Here's what actually runs for me already:
import org.apache.spark.sql._
import org.apache.spark.sql.expressions.{MutableAggregationBuffer, UserDefinedAggregateFunction}
import org.apache.spark.sql.types.{StructType, StructField, DoubleType, LongType, DataType, ArrayType}
case class RegressionData(intercept: Double, slope: Double)
class Regression {
import org.apache.commons.math3.stat.regression.SimpleRegression
def roundAt(p: Int)(n: Double): Double = { val s = math pow (10, p); (math round n * s) / s }
def getRegression(data: List[Long]): RegressionData = {
val regression: SimpleRegression = new SimpleRegression()
data.view.zipWithIndex.foreach { d =>
regression.addData(d._2.toDouble, d._1.toDouble)
}
RegressionData(roundAt(3)(regression.getIntercept()), roundAt(3)(regression.getSlope()))
}
}
class UDAFRegression extends UserDefinedAggregateFunction {
import java.util.ArrayList
def deterministic = true
def inputSchema: StructType =
new StructType().add("units", LongType)
def bufferSchema: StructType =
new StructType().add("buff", ArrayType(LongType))
def dataType: DataType =
new StructType()
.add("intercept", DoubleType)
.add("slope", DoubleType)
def initialize(buffer: MutableAggregationBuffer) = {
buffer.update(0, new ArrayList[Long]())
}
def update(buffer: MutableAggregationBuffer, input: Row) = {
val longList: ArrayList[Long] = new ArrayList[Long](buffer.getList(0))

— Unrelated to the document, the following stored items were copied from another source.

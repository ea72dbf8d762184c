//! Security middleware for enforcing HTTPS and response security headers.
//!
//! In production the middleware rejects plain-HTTP requests (honoring
//! `X-Forwarded-Proto` behind a reverse proxy) and stamps standard security
//! headers on every response. In development both behaviors are off.

use actix_web::{
    dev::{Service, ServiceRequest, ServiceResponse, Transform},
    error::ErrorForbidden,
    http::header::{self, HeaderValue},
    Error,
};
use futures_util::future::LocalBoxFuture;
use std::{
    env,
    future::{ready, Ready},
    rc::Rc,
    task::{Context, Poll},
};

/// Security middleware factory
pub struct SecurityMiddleware {
    /// Whether to enforce HTTPS (disabled in development)
    enforce_https: bool,
    /// Whether to add security headers
    add_security_headers: bool,
}

impl SecurityMiddleware {
    /// Creates a new security middleware with environment-based configuration
    pub fn new() -> Self {
        let environment = env::var("ENVIRONMENT").unwrap_or_else(|_| "development".to_string());
        let production = environment == "production";

        log::info!(
            "Security middleware configured: enforce_https={}, add_headers={}",
            production,
            production
        );

        Self {
            enforce_https: production,
            add_security_headers: production,
        }
    }

    /// Creates a security middleware for development (no HTTPS enforcement)
    pub fn development() -> Self {
        Self {
            enforce_https: false,
            add_security_headers: false,
        }
    }

    /// Creates a security middleware for production (full security)
    pub fn production() -> Self {
        Self {
            enforce_https: true,
            add_security_headers: true,
        }
    }
}

impl Default for SecurityMiddleware {
    fn default() -> Self {
        Self::new()
    }
}

impl<S, B> Transform<S, ServiceRequest> for SecurityMiddleware
where
    S: Service<ServiceRequest, Response = ServiceResponse<B>, Error = Error> + 'static,
    S::Future: 'static,
    B: 'static,
{
    type Response = ServiceResponse<B>;
    type Error = Error;
    type InitError = ();
    type Transform = SecurityMiddlewareService<S>;
    type Future = Ready<Result<Self::Transform, Self::InitError>>;

    fn new_transform(&self, service: S) -> Self::Future {
        ready(Ok(SecurityMiddlewareService {
            service: Rc::new(service),
            enforce_https: self.enforce_https,
            add_security_headers: self.add_security_headers,
        }))
    }
}

/// Security middleware service implementation
pub struct SecurityMiddlewareService<S> {
    service: Rc<S>,
    enforce_https: bool,
    add_security_headers: bool,
}

impl<S, B> Service<ServiceRequest> for SecurityMiddlewareService<S>
where
    S: Service<ServiceRequest, Response = ServiceResponse<B>, Error = Error> + 'static,
    S::Future: 'static,
    B: 'static,
{
    type Response = ServiceResponse<B>;
    type Error = Error;
    type Future = LocalBoxFuture<'static, Result<Self::Response, Self::Error>>;

    fn poll_ready(&self, ctx: &mut Context<'_>) -> Poll<Result<(), Self::Error>> {
        self.service.poll_ready(ctx)
    }

    fn call(&self, req: ServiceRequest) -> Self::Future {
        let service = Rc::clone(&self.service);
        let enforce_https = self.enforce_https;
        let add_security_headers = self.add_security_headers;

        Box::pin(async move {
            if enforce_https {
                let is_https = {
                    let connection_info = req.connection_info();
                    connection_info.scheme() == "https"
                };
                let forwarded_https = req
                    .headers()
                    .get("X-Forwarded-Proto")
                    .and_then(|v| v.to_str().ok())
                    .map(|proto| proto.eq_ignore_ascii_case("https"))
                    .unwrap_or(false);

                if !is_https && !forwarded_https {
                    log::warn!("Rejecting non-HTTPS request to {}", req.path());
                    return Err(ErrorForbidden("HTTPS is required"));
                }
            }

            let mut response = service.call(req).await?;

            if add_security_headers {
                let headers = response.headers_mut();
                headers.insert(
                    header::STRICT_TRANSPORT_SECURITY,
                    HeaderValue::from_static("max-age=31536000; includeSubDomains"),
                );
                headers.insert(
                    header::X_CONTENT_TYPE_OPTIONS,
                    HeaderValue::from_static("nosniff"),
                );
                headers.insert(header::X_FRAME_OPTIONS, HeaderValue::from_static("DENY"));
                headers.insert(
                    header::REFERRER_POLICY,
                    HeaderValue::from_static("strict-origin-when-cross-origin"),
                );
            }

            Ok(response)
        })
    }
}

longList.add(input.getLong(0));
buffer.update(0, longList);
}
def merge(buffer1: MutableAggregationBuffer, buffer2: Row) = {
val longList: ArrayList[Long] = new ArrayList[Long](buffer1.getList(0))
longList.addAll(buffer2.getList(0))
buffer1.update(0, longList)
}
def evaluate(buffer: Row) = {
import scala.collection.JavaConverters._
val list = buffer.getList(0).asScala.toList
val regression = new Regression
regression.getRegression(list)
}
}
However the datasets do not come in order, which is obviously very important here. Hence instead of regression($"longValue")
I need to a second param regression($"longValue", $"created_day")
. created_day
is a sql.types.DateType
.
I am pretty confused by DataTypes, StructTypes and what-not and due to the lack of examples on the web, I got stuck w/ my trial and order attempts here.
What would my bufferSchema
look like?
Are those StructTypes overhead in my case? Wouldn't a (mutable) Map
just do? Is MapType
actually immutable and isn't this rather pointless to be a buffer type?
What would my inputSchema
look like?
Does this have to match the type I retrieve in update()
via in my case input.getLong(0)
?
Is there a standard way how to reset the buffer in initialize()
I have seen buffer.update(0, 0.0)
(when it contains Doubles, obviously), buffer(0) = new WhatEver()
and I think even buffer = Nil
. Does any of these make a difference?
How to update data?
The example above seems over complicated. I was expecting to be able to do sth. like buffer += input.getLong(0) -> input.getDate(1)
.
Can I expect to access the input this way
How to merge data?
Can I just leave the function block empty like
def merge(…) = {}
?
The challenge to sort that buffer in evaluate()
is sth. I should be able to figure out, although I am still interested in the most elegant ways of how you guys do this (in a fraction of the time).
Bonus question: What role does dataType
play?
I return a case class, not the StructType
as defined in dataType
which does not seem to be an issue. Or is it working since it happens to match my case class?